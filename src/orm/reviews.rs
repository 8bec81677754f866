//! SeaORM Entity for reviews table

use sea_orm::entity::prelude::*;

#[derive(Clone, Debug, PartialEq, Eq, DeriveEntityModel)]
#[sea_orm(table_name = "reviews")]
pub struct Model {
    #[sea_orm(primary_key)]
    pub id: i32,
    pub user_id: i32,
    pub course_id: Option<i32>,
    pub professor_id: Option<i32>,
    pub rating: i32,
    pub difficulty: Option<i32>,
    pub workload: Option<i32>,
    #[sea_orm(column_type = "Text")]
    pub content: String,
    pub is_anonymous: bool,
    pub is_approved: bool,
    pub is_edited: bool,
    /// Mirrors the number of rows in `likes` for this review.
    pub helpful_count: i32,
    pub created_at: DateTime,
    pub updated_at: DateTime,
}

#[derive(Copy, Clone, Debug, EnumIter, DeriveRelation)]
pub enum Relation {
    #[sea_orm(
        belongs_to = "super::users::Entity",
        from = "Column::UserId",
        to = "super::users::Column::Id",
        on_update = "NoAction",
        on_delete = "Cascade"
    )]
    User,
    #[sea_orm(
        belongs_to = "super::courses::Entity",
        from = "Column::CourseId",
        to = "super::courses::Column::Id",
        on_update = "NoAction",
        on_delete = "Cascade"
    )]
    Course,
    #[sea_orm(
        belongs_to = "super::professors::Entity",
        from = "Column::ProfessorId",
        to = "super::professors::Column::Id",
        on_update = "NoAction",
        on_delete = "Cascade"
    )]
    Professor,
}

impl Related<super::users::Entity> for Entity {
    fn to() -> RelationDef {
        Relation::User.def()
    }
}

impl Related<super::courses::Entity> for Entity {
    fn to() -> RelationDef {
        Relation::Course.def()
    }
}

impl Related<super::professors::Entity> for Entity {
    fn to() -> RelationDef {
        Relation::Professor.def()
    }
}

impl ActiveModelBehavior for ActiveModel {}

## What you have to do:
For the string "Option", show each line of the listing where it appears.

## Exercise solution:
    pub course_id: Option<i32>,
    pub professor_id: Option<i32>,
    pub difficulty: Option<i32>,
    pub workload: Option<i32>,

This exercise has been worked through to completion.